The expected answer is a single number, namely how many lines in the data below hold the word "CredentialStore".

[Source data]
▬▬▬

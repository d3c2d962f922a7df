//! Session lifecycle and reconnect state machine
//!
//! ```text
//! Idle → Connecting → Authenticating → Syncing → Running
//!            ▲                                      │ transport closed / setup failed
//!            │                                      ▼
//!            └──────── Backoff ◄──────────── ErrorDetected ──► Stopped
//! ```
//!
//! One pass through `Connecting..Running` is a *generation*. Each
//! generation owns a [`TaskSupervisor`] holding its receive loop, ping,
//! outgoing worker, scheduled jobs and start callbacks. Whatever ends the
//! generation, cleanup runs in the same order: cancel the generation's
//! tasks, fail every pending request, close the transport. Only then does
//! the machine back off or stop.

use super::auth::{AuthService, Registration, SyncSnapshot};
use super::config::ClientConfig;
use super::connection_state::{AtomicConnectionState, AtomicMetrics, ConnectionState};
use super::dispatcher::Dispatcher;
use super::events::EventBus;
use super::heartbeat::interactive_ping_task;
use super::outgoing::{OutgoingQueue, OutgoingWorker};
use super::receive_loop::run_receive_loop;
use super::scheduler::{run_scheduled_job, ScheduledJob};
use super::tasks::TaskSupervisor;
use crate::protocol::{opcode, CMD_REQUEST};
use crate::traits::{
    CodeProvider, CredentialStore, ErrorClass, MaxWireError, ReconnectionStrategy, Result,
};
use crossbeam_channel::Sender;
use parking_lot::{Mutex, RwLock};
use serde_json::json;
use std::sync::atomic::{AtomicBool, Ordering};
use std::sync::Arc;
use std::time::Duration;
use tokio::sync::{oneshot, watch};
use tracing::{debug, error, info, warn, Instrument, Span};

/// How often waits re-check the shutdown flag
pub const SHUTDOWN_POLL: Duration = Duration::from_millis(100);

/// Lifecycle notifications, readable through `MaxClient::try_recv_event`
#[derive(Debug, Clone, PartialEq)]
pub enum ClientEvent {
    /// Session reached `Running`
    Connected,
    /// A running session lost its connection
    Disconnected,
    /// About to retry (attempt number, 1-based)
    Reconnecting(usize),
    /// A generation failed
    Error(String),
    /// The lifecycle ended
    Stopped,
}

/// A periodic job registered before or during the session
#[derive(Clone)]
pub(crate) struct JobRegistration {
    pub name: String,
    pub job: ScheduledJob,
    pub interval: Duration,
}

/// Shared state behind a `MaxClient`
pub(crate) struct Session {
    pub config: Arc<ClientConfig>,
    pub dispatcher: Arc<Dispatcher>,
    pub events: Arc<EventBus>,
    pub state: Arc<AtomicConnectionState>,
    pub metrics: Arc<AtomicMetrics>,
    pub store: Arc<dyn CredentialStore>,
    pub codes: Arc<dyn CodeProvider>,
    pub strategy: Mutex<Box<dyn ReconnectionStrategy>>,
    pub outgoing: OutgoingQueue,
    pub jobs: RwLock<Vec<JobRegistration>>,
    pub snapshot: RwLock<SyncSnapshot>,
    /// true = keep running
    pub shutdown_flag: Arc<AtomicBool>,
    pub event_tx: Sender<ClientEvent>,
    pub span: Span,
    /// true while `run` is executing
    running: watch::Sender<bool>,
    /// Set by `MaxClient::close`; the next `run` re-arms the shutdown flag
    closed: AtomicBool,
}

impl Session {
    #[allow(clippy::too_many_arguments)]
    pub fn new(
        config: Arc<ClientConfig>,
        dispatcher: Arc<Dispatcher>,
        events: Arc<EventBus>,
        state: Arc<AtomicConnectionState>,
        metrics: Arc<AtomicMetrics>,
        store: Arc<dyn CredentialStore>,
        codes: Arc<dyn CodeProvider>,
        strategy: Box<dyn ReconnectionStrategy>,
        shutdown_flag: Arc<AtomicBool>,
        event_tx: Sender<ClientEvent>,
        span: Span,
    ) -> Self {
        let outgoing = OutgoingQueue::new(&config.outgoing);
        Self {
            config,
            dispatcher,
            events,
            state,
            metrics,
            store,
            codes,
            strategy: Mutex::new(strategy),
            outgoing,
            jobs: RwLock::new(Vec::new()),
            snapshot: RwLock::new(SyncSnapshot::default()),
            shutdown_flag,
            event_tx,
            span,
            running: watch::Sender::new(false),
            closed: AtomicBool::new(false),
        }
    }

    #[inline]
    fn keep_running(&self) -> bool {
        self.shutdown_flag.load(Ordering::Acquire)
    }

    fn emit(&self, event: ClientEvent) {
        let _ = self.event_tx.send(event);
    }

    /// Resolves once the shutdown flag is cleared
    async fn stop_requested(&self) {
        while self.keep_running() {
            tokio::time::sleep(SHUTDOWN_POLL).await;
        }
    }

    /// Drive the lifecycle until stopped
    ///
    /// Returns `Ok(())` after an external stop, the triggering error for
    /// configuration and authentication failures, and `ReconnectionFailed`
    /// once the reconnection strategy gives up.
    pub async fn run(&self) -> Result<()> {
        if self.running.send_replace(true) {
            return Err(MaxWireError::InvalidState("client already started".into()));
        }
        if self.closed.swap(false, Ordering::AcqRel) {
            debug!(parent: &self.span, "Restarting after close");
            self.shutdown_flag.store(true, Ordering::Release);
        }
        let result = self.lifecycle().instrument(self.span.clone()).await;
        self.state.set(ConnectionState::Stopped);
        self.emit(ClientEvent::Stopped);
        info!(parent: &self.span, "Session stopped");
        self.running.send_replace(false);
        result
    }

    /// Clear the shutdown flag and wait until `run` has returned
    ///
    /// By then the generation's tasks are cancelled, pending requests have
    /// failed and the transport is closed.
    pub async fn stop(&self) {
        self.closed.store(true, Ordering::Release);
        self.shutdown_flag.store(false, Ordering::Release);
        let mut running = self.running.subscribe();
        let _ = running.wait_for(|running| !*running).await;
    }

    async fn lifecycle(&self) -> Result<()> {
        let mut attempt = 0usize;

        loop {
            if !self.keep_running() {
                debug!("Shutdown flag cleared, leaving lifecycle");
                return Ok(());
            }

            let tasks = TaskSupervisor::new(self.span.clone());
            let mut reached_running = false;
            let outcome = tokio::select! {
                outcome = self.run_generation(&tasks, &mut attempt, &mut reached_running) => outcome,
                _ = self.stop_requested() => Ok(()),
            };
            self.cleanup(&tasks).await;
            if reached_running {
                self.emit(ClientEvent::Disconnected);
            }

            let error = match outcome {
                Ok(()) => return Ok(()),
                Err(_) if !self.keep_running() => return Ok(()),
                Err(e) => e,
            };

            self.state.set(ConnectionState::ErrorDetected);
            error!("Session error: {}", error);
            self.emit(ClientEvent::Error(error.to_string()));

            match error.class() {
                ErrorClass::Configuration => return Err(error),
                ErrorClass::Authentication => {
                    self.clear_token();
                    return Err(error);
                }
                _ => {}
            }

            if !self.config.reconnect {
                info!("Reconnect disabled, stopping");
                return Err(error);
            }

            let next = self.strategy.lock().next_delay(attempt);
            let Some(delay) = next else {
                warn!("Reconnection strategy exhausted after {} attempt(s)", attempt + 1);
                return Err(MaxWireError::ReconnectionFailed {
                    attempts: attempt + 1,
                    reason: error.to_string(),
                });
            };

            self.state.set(ConnectionState::Backoff);
            info!("Reconnecting in {:?} (attempt {})", delay, attempt + 1);
            tokio::select! {
                _ = tokio::time::sleep(delay) => {}
                _ = self.stop_requested() => {
                    debug!("Shutdown flag cleared during backoff");
                    return Ok(());
                }
            }

            attempt += 1;
            self.metrics.increment_reconnects();
            self.emit(ClientEvent::Reconnecting(attempt));
        }
    }

    /// One pass from `Connecting` to the end of `Running`
    ///
    /// Always ends in an error; an external stop is handled by the caller.
    async fn run_generation(
        &self,
        tasks: &TaskSupervisor,
        attempt: &mut usize,
        reached_running: &mut bool,
    ) -> Result<()> {
        self.state.set(ConnectionState::Connecting);
        let transport = self.dispatcher.transport().clone();
        info!("Connecting via {} transport", transport.kind());
        transport.connect().await?;
        self.state.set_connected(true);

        let (exit_tx, exit_rx) = oneshot::channel();
        {
            let transport = transport.clone();
            let dispatcher = self.dispatcher.clone();
            let events = self.events.clone();
            let state = self.state.clone();
            let metrics = self.metrics.clone();
            tasks.spawn("receive_loop", async move {
                let reason = run_receive_loop(transport, dispatcher, events, state, metrics).await;
                let _ = exit_tx.send(reason);
                Ok(())
            });
        }

        let device_id = self.store.device_id()?;
        self.handshake(&device_id).await?;

        self.state.set(ConnectionState::Authenticating);
        let auth = AuthService::new(
            self.dispatcher.clone(),
            self.codes.clone(),
            self.config.request_timeout(),
            self.config.language.clone(),
        );
        let token = self.authenticate(&auth, &device_id).await?;

        self.state.set(ConnectionState::Syncing);
        let snapshot = auth.sync(&token, self.config.chats_count).await?;
        *self.snapshot.write() = snapshot;

        self.state.set(ConnectionState::Running);
        self.spawn_running_tasks(tasks);
        *attempt = 0;
        self.strategy.lock().reset();
        *reached_running = true;
        info!("Session running");
        self.emit(ClientEvent::Connected);

        // The sender only goes away without a reason if the loop panicked
        Err(exit_rx.await.unwrap_or_else(|_| {
            MaxWireError::ConnectionClosed("receive loop ended unexpectedly".into())
        }))
    }

    async fn handshake(&self, device_id: &str) -> Result<()> {
        debug!("Sending handshake");
        let user_agent = serde_json::to_value(&self.config.user_agent)
            .map_err(|e| MaxWireError::Encode(e.to_string()))?;
        self.dispatcher
            .send_and_wait(
                opcode::SESSION_INIT,
                json!({"deviceId": device_id, "userAgent": user_agent}),
                CMD_REQUEST,
                self.config.request_timeout(),
            )
            .await
            .and_then(|frame| frame.into_result())
            .map_err(|e| match e {
                MaxWireError::NotConnected => e,
                other => MaxWireError::HandshakeFailed(other.to_string()),
            })?;
        info!("Handshake completed");
        Ok(())
    }

    /// Token for this generation, logging in when none is known
    ///
    /// A token obtained by login is persisted as the last step.
    async fn authenticate(&self, auth: &AuthService<Dispatcher>, device_id: &str) -> Result<String> {
        let stored = self.store.auth_token()?;
        match (stored, self.config.token.as_deref()) {
            (Some(token), _) => Ok(token),
            (None, Some(provided)) => {
                info!("Persisting provided token");
                self.store.update_auth_token(device_id, Some(provided))?;
                Ok(provided.to_string())
            }
            (None, None) => {
                let phone = self.config.phone.as_deref().ok_or_else(|| {
                    MaxWireError::Configuration("phone is required when no token is given".into())
                })?;
                let registration = self
                    .config
                    .registration
                    .then(|| self.config.first_name.clone())
                    .flatten()
                    .map(|first_name| Registration {
                        first_name,
                        last_name: self.config.last_name.clone(),
                    });
                let token = auth.login(phone, registration.as_ref()).await?;
                self.store.update_auth_token(device_id, Some(&token))?;
                Ok(token)
            }
        }
    }

    fn spawn_running_tasks(&self, tasks: &TaskSupervisor) {
        tasks.spawn(
            "interactive_ping",
            interactive_ping_task(
                self.dispatcher.clone(),
                self.config.ping_interval(),
                self.config.request_timeout(),
            ),
        );

        let worker = OutgoingWorker::new(
            self.dispatcher.clone(),
            self.outgoing.clone(),
            self.metrics.clone(),
        );
        tasks.spawn("outgoing_worker", worker.run());

        for registration in self.jobs.read().iter() {
            tasks.spawn(
                "scheduled_job",
                run_scheduled_job(
                    registration.name.clone(),
                    registration.job.clone(),
                    registration.interval,
                ),
            );
        }

        let events = self.events.clone();
        tasks.spawn("on_start", async move {
            events.run_on_start().await;
            Ok(())
        });
    }

    /// Tear down a generation; safe to call more than once
    async fn cleanup(&self, tasks: &TaskSupervisor) {
        tasks.shutdown().await;
        self.state.set_connected(false);
        let failed = self.dispatcher.fail_all(MaxWireError::NotConnected);
        if failed > 0 {
            debug!("Failed {} pending request(s) during cleanup", failed);
        }
        if let Err(e) = self.dispatcher.transport().close().await {
            debug!("Transport close: {}", e);
        }
    }

    fn clear_token(&self) {
        warn!("Clearing stored auth token");
        let result = self
            .store
            .device_id()
            .and_then(|device_id| self.store.update_auth_token(&device_id, None));
        if let Err(e) = result {
            error!("Failed to clear auth token: {}", e);
        }
    }
}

▬▬▬

Task answer
3